### Action item
Print the records below exactly as they appear.

#### Materials provided ####

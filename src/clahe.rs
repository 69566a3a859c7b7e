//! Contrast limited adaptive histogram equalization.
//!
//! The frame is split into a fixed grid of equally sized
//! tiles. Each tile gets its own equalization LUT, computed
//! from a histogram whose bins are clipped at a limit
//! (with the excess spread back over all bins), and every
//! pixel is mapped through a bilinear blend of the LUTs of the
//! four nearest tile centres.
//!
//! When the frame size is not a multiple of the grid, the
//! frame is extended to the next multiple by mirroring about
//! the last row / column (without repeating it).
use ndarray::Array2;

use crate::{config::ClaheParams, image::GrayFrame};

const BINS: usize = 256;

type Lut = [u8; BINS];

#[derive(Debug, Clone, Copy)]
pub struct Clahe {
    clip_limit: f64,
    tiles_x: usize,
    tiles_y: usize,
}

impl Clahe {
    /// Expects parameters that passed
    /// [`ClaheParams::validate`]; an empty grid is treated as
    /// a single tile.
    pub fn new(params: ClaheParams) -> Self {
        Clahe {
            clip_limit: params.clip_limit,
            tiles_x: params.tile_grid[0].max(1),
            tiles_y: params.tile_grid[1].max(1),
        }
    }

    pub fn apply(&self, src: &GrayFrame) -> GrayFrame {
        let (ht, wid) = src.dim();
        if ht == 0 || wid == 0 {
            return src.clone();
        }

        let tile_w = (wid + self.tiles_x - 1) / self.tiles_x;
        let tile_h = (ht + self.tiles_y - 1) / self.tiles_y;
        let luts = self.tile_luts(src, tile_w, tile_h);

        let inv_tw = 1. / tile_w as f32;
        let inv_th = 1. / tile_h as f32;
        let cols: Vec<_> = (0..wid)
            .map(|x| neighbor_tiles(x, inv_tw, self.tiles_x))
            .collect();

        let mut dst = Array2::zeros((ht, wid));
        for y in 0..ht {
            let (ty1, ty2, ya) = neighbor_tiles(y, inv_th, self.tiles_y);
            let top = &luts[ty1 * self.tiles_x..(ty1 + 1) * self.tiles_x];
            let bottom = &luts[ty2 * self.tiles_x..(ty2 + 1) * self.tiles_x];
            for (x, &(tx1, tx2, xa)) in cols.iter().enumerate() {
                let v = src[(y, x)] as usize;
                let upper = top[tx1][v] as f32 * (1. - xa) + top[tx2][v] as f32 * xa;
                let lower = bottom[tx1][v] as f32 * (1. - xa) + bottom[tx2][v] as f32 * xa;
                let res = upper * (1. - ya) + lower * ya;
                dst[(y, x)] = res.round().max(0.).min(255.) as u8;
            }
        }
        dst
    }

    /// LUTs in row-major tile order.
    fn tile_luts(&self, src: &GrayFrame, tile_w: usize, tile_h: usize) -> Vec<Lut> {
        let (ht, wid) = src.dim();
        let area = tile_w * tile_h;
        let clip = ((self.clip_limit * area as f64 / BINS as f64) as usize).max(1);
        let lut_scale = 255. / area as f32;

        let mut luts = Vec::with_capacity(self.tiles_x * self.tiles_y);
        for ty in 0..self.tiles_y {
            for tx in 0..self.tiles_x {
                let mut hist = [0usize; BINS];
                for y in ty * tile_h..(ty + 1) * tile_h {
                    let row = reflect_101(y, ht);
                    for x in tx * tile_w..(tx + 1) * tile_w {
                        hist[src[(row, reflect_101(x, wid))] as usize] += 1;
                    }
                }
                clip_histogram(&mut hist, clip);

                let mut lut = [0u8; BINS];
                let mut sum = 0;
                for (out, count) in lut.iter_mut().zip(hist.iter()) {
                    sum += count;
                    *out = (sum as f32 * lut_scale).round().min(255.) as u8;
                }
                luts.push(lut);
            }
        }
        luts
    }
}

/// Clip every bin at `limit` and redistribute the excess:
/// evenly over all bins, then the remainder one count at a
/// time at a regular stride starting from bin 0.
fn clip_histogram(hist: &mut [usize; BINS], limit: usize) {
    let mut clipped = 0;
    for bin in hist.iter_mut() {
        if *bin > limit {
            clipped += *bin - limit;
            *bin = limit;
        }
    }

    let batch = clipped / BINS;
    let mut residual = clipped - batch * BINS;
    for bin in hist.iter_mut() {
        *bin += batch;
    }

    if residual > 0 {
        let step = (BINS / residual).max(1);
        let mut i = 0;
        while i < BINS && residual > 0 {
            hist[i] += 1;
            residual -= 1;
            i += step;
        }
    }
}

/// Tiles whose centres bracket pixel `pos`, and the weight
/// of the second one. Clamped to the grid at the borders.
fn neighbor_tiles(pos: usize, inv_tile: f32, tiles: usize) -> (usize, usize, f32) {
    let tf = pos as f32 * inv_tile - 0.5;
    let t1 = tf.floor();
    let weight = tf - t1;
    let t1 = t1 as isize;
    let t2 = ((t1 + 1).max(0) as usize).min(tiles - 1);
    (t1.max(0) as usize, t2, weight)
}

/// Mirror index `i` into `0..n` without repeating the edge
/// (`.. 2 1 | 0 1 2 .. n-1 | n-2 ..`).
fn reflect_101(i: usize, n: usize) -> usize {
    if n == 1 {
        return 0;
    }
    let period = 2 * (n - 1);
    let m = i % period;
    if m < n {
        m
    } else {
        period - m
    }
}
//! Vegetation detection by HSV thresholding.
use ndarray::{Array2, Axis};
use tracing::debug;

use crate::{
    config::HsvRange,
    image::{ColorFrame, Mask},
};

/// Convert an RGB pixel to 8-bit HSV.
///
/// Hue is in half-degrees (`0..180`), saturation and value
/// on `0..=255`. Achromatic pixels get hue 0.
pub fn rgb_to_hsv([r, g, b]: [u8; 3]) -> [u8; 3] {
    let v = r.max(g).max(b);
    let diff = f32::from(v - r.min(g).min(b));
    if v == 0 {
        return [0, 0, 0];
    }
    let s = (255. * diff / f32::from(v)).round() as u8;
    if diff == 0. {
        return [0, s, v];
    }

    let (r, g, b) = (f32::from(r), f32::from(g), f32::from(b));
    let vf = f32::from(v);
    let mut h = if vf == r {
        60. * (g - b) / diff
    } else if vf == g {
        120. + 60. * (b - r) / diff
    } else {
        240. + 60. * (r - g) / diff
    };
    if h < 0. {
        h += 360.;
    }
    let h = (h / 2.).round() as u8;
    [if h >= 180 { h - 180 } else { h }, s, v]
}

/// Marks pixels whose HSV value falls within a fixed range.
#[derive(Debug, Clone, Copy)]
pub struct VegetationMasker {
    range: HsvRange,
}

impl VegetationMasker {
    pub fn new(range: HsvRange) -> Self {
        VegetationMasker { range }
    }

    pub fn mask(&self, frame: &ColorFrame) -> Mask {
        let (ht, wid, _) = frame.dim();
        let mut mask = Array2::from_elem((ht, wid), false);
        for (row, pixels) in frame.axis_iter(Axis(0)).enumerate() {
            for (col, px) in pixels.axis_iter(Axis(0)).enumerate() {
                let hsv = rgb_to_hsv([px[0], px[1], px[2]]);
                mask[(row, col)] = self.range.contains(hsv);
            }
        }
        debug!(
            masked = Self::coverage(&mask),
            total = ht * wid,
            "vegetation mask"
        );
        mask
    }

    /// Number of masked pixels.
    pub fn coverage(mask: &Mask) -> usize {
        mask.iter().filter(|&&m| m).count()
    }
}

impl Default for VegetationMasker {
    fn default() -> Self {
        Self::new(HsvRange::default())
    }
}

####

### Task response
filename src/clahe.rs
repository 69566a3a859c7b7e
//! Contrast limited adaptive histogram equalization.
//!
//! The frame is split into a fixed grid of equally sized
//! tiles. Each tile gets its own equalization LUT, computed
//! from a histogram whose bins are clipped at a limit
//! (with the excess spread back over all bins), and every
//! pixel is mapped through a bilinear blend of the LUTs of the
//! four nearest tile centres.
//!
//! When the frame size is not a multiple of the grid, the
//! frame is extended to the next multiple by mirroring about
//! the last row / column (without repeating it).
use ndarray::Array2;

use crate::{config::ClaheParams, image::GrayFrame};

const BINS: usize = 256;

type Lut = [u8; BINS];

#[derive(Debug, Clone, Copy)]
pub struct Clahe {
    clip_limit: f64,
    tiles_x: usize,
    tiles_y: usize,
}

impl Clahe {
    /// Expects parameters that passed
    /// [`ClaheParams::validate`]; an empty grid is treated as
    /// a single tile.
    pub fn new(params: ClaheParams) -> Self {
        Clahe {
            clip_limit: params.clip_limit,
            tiles_x: params.tile_grid[0].max(1),
            tiles_y: params.tile_grid[1].max(1),
        }
    }

    pub fn apply(&self, src: &GrayFrame) -> GrayFrame {
        let (ht, wid) = src.dim();
        if ht == 0 || wid == 0 {
            return src.clone();
        }

        let tile_w = (wid + self.tiles_x - 1) / self.tiles_x;
        let tile_h = (ht + self.tiles_y - 1) / self.tiles_y;
        let luts = self.tile_luts(src, tile_w, tile_h);

        let inv_tw = 1. / tile_w as f32;
        let inv_th = 1. / tile_h as f32;
        let cols: Vec<_> = (0..wid)
            .map(|x| neighbor_tiles(x, inv_tw, self.tiles_x))
            .collect();

        let mut dst = Array2::zeros((ht, wid));
        for y in 0..ht {
            let (ty1, ty2, ya) = neighbor_tiles(y, inv_th, self.tiles_y);
            let top = &luts[ty1 * self.tiles_x..(ty1 + 1) * self.tiles_x];
            let bottom = &luts[ty2 * self.tiles_x..(ty2 + 1) * self.tiles_x];
            for (x, &(tx1, tx2, xa)) in cols.iter().enumerate() {
                let v = src[(y, x)] as usize;
                let upper = top[tx1][v] as f32 * (1. - xa) + top[tx2][v] as f32 * xa;
                let lower = bottom[tx1][v] as f32 * (1. - xa) + bottom[tx2][v] as f32 * xa;
                let res = upper * (1. - ya) + lower * ya;
                dst[(y, x)] = res.round().max(0.).min(255.) as u8;
            }
        }
        dst
    }

    /// LUTs in row-major tile order.
    fn tile_luts(&self, src: &GrayFrame, tile_w: usize, tile_h: usize) -> Vec<Lut> {
        let (ht, wid) = src.dim();
        let area = tile_w * tile_h;
        let clip = ((self.clip_limit * area as f64 / BINS as f64) as usize).max(1);
        let lut_scale = 255. / area as f32;

        let mut luts = Vec::with_capacity(self.tiles_x * self.tiles_y);
        for ty in 0..self.tiles_y {
            for tx in 0..self.tiles_x {
                let mut hist = [0usize; BINS];
                for y in ty * tile_h..(ty + 1) * tile_h {
                    let row = reflect_101(y, ht);
                    for x in tx * tile_w..(tx + 1) * tile_w {
                        hist[src[(row, reflect_101(x, wid))] as usize] += 1;
                    }
                }
                clip_histogram(&mut hist, clip);

                let mut lut = [0u8; BINS];
                let mut sum = 0;
                for (out, count) in lut.iter_mut().zip(hist.iter()) {
                    sum += count;
                    *out = (sum as f32 * lut_scale).round().min(255.) as u8;
                }
                luts.push(lut);
            }
        }
        luts
    }
}

/// Clip every bin at `limit` and redistribute the excess:
/// evenly over all bins, then the remainder one count at a
/// time at a regular stride starting from bin 0.
fn clip_histogram(hist: &mut [usize; BINS], limit: usize) {
    let mut clipped = 0;
    for bin in hist.iter_mut() {
        if *bin > limit {
            clipped += *bin - limit;
            *bin = limit;
        }
    }

    let batch = clipped / BINS;
    let mut residual = clipped - batch * BINS;
    for bin in hist.iter_mut() {
        *bin += batch;
    }

    if residual > 0 {
        let step = (BINS / residual).max(1);
        let mut i = 0;
        while i < BINS && residual > 0 {
            hist[i] += 1;
            residual -= 1;
            i += step;
        }
    }
}

/// Tiles whose centres bracket pixel `pos`, and the weight
/// of the second one. Clamped to the grid at the borders.
fn neighbor_tiles(pos: usize, inv_tile: f32, tiles: usize) -> (usize, usize, f32) {
    let tf = pos as f32 * inv_tile - 0.5;
    let t1 = tf.floor();
    let weight = tf - t1;
    let t1 = t1 as isize;
    let t2 = ((t1 + 1).max(0) as usize).min(tiles - 1);
    (t1.max(0) as usize, t2, weight)
}

/// Mirror index `i` into `0..n` without repeating the edge
/// (`.. 2 1 | 0 1 2 .. n-1 | n-2 ..`).
fn reflect_101(i: usize, n: usize) -> usize {
    if n == 1 {
        return 0;
    }
    let period = 2 * (n - 1);
    let m = i % period;
    if m < n {
        m
    } else {
        period - m
    }
}
//! Vegetation detection by HSV thresholding.
use ndarray::{Array2, Axis};
use tracing::debug;

use crate::{
    config::HsvRange,
    image::{ColorFrame, Mask},
};

/// Convert an RGB pixel to 8-bit HSV.
///
/// Hue is in half-degrees (`0..180`), saturation and value
/// on `0..=255`. Achromatic pixels get hue 0.
pub fn rgb_to_hsv([r, g, b]: [u8; 3]) -> [u8; 3] {
    let v = r.max(g).max(b);
    let diff = f32::from(v - r.min(g).min(b));
    if v == 0 {
        return [0, 0, 0];
    }
    let s = (255. * diff / f32::from(v)).round() as u8;
    if diff == 0. {
        return [0, s, v];
    }

    let (r, g, b) = (f32::from(r), f32::from(g), f32::from(b));
    let vf = f32::from(v);
    let mut h = if vf == r {
        60. * (g - b) / diff
    } else if vf == g {
        120. + 60. * (b - r) / diff
    } else {
        240. + 60. * (r - g) / diff
    };
    if h < 0. {
        h += 360.;
    }
    let h = (h / 2.).round() as u8;
    [if h >= 180 { h - 180 } else { h }, s, v]
}

/// Marks pixels whose HSV value falls within a fixed range.
#[derive(Debug, Clone, Copy)]
pub struct VegetationMasker {
    range: HsvRange,
}

impl VegetationMasker {
    pub fn new(range: HsvRange) -> Self {
        VegetationMasker { range }
    }

    pub fn mask(&self, frame: &ColorFrame) -> Mask {
        let (ht, wid, _) = frame.dim();
        let mut mask = Array2::from_elem((ht, wid), false);
        for (row, pixels) in frame.axis_iter(Axis(0)).enumerate() {
            for (col, px) in pixels.axis_iter(Axis(0)).enumerate() {
                let hsv = rgb_to_hsv([px[0], px[1], px[2]]);
                mask[(row, col)] = self.range.contains(hsv);
            }
        }
        debug!(
            masked = Self::coverage(&mask),
            total = ht * wid,
            "vegetation mask"
        );
        mask
    }

    /// Number of masked pixels.
    pub fn coverage(mask: &Mask) -> usize {
        mask.iter().filter(|&&m| m).count()
    }
}

impl Default for VegetationMasker {
    fn default() -> Self {
        Self::new(HsvRange::default())
    }
}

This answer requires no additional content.